Noch nie war er so schnell auf den Beinen gewesen, und als der Zug endlich seine Türen geöffnet hatte, war er der Allererste gewesen, der herausgesprungen war.

 

Schnellen Schrittes marschierte er den Bahnsteig entlang. Es tat gut, sich endlich wieder frei bewegen zu können. Cormac drückte seinen Rücken durch, während er sich in die Massen der Muggel einreihte, die in Richtung Ausgang strömten. Niemand machte sich die Mühe, für ihn oder seinen Koffer einen Schritt zur Seite zu treten, und so wunderte es ihn noch nicht einmal, als bereits nach wenigen Schritten etwas gegen seinen Rücken stieß.

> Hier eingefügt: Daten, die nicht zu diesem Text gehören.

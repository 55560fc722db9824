//! Record extraction: posting identifier in, [`PostingRecord`] out.

use crate::error::Result;
use crate::fields::FieldPlan;
use crate::record::PostingRecord;
use crate::settings::ScanSettings;
use crate::site::SiteDefinition;
use crate::url_builder::detail_url;
use jobscout_browser::BrowserActions;
use jobscout_core::{PostingId, Timestamp};
use tracing::{debug, warn};

/// Reads posting detail pages through a browser session.
pub struct RecordExtractor<'a, B: BrowserActions + ?Sized> {
    browser: &'a B,
    site: &'a SiteDefinition,
    plan: FieldPlan,
    settings: ScanSettings,
}

impl<'a, B: BrowserActions + ?Sized> RecordExtractor<'a, B> {
    /// Compile the detail selectors of `site`.
    pub fn new(browser: &'a B, site: &'a SiteDefinition, settings: ScanSettings) -> Result<Self> {
        Ok(Self {
            browser,
            site,
            plan: FieldPlan::compile(&site.detail)?,
            settings,
        })
    }

    /// Load the posting's detail page and read every field.
    ///
    /// Missing fields are left empty. Only a failure of the page as a whole
    /// (navigation, snapshot) is returned as an error.
    pub async fn extract(&self, id: PostingId) -> Result<PostingRecord> {
        let url = detail_url(self.site, id);
        let scraped_at = Timestamp::now();

        debug!(posting_id = %id, url = %url, "Loading detail page");
        self.browser.navigate(&url).await?;

        if let Err(e) = self
            .browser
            .wait_for_selector(&self.site.detail.title, self.settings.wait_timeout_ms())
            .await
        {
            warn!(posting_id = %id, error = %e, "Detail page did not render in time");
        }
        self.settings.settle().await;

        let html = self.browser.page_html().await?;
        let record = self.plan.extract_record(id, url, &html, scraped_at);

        let missing = record.missing_fields();
        if missing > 0 {
            debug!(posting_id = %id, missing, "Record has empty fields");
        }
        Ok(record)
    }
}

Cormac beschloss es zu ignorieren, doch es verschwand nicht. Im Gegenteil, die Berührung - war das eine Hand? - dauerte an. Vorwitzige Finger strichen immer weiter nach unten und näherten sich mit erschreckender Zielstrebigkeit seinem - Cormac fuhr auf dem Absatz herum.

„He!“, blaffte er, doch weiter kam er nicht.

 

Eine Hand legte sich auf seine Schulter, ein Körper drängte ihn gegen die nächste Wand, dann sah er Blaise lächeln und Cormac entspannte sich.

„Du weißt, dass es gefährlich werden kann, sich an einen Hit Wizard heranzuschleichen?“, schnurrte er.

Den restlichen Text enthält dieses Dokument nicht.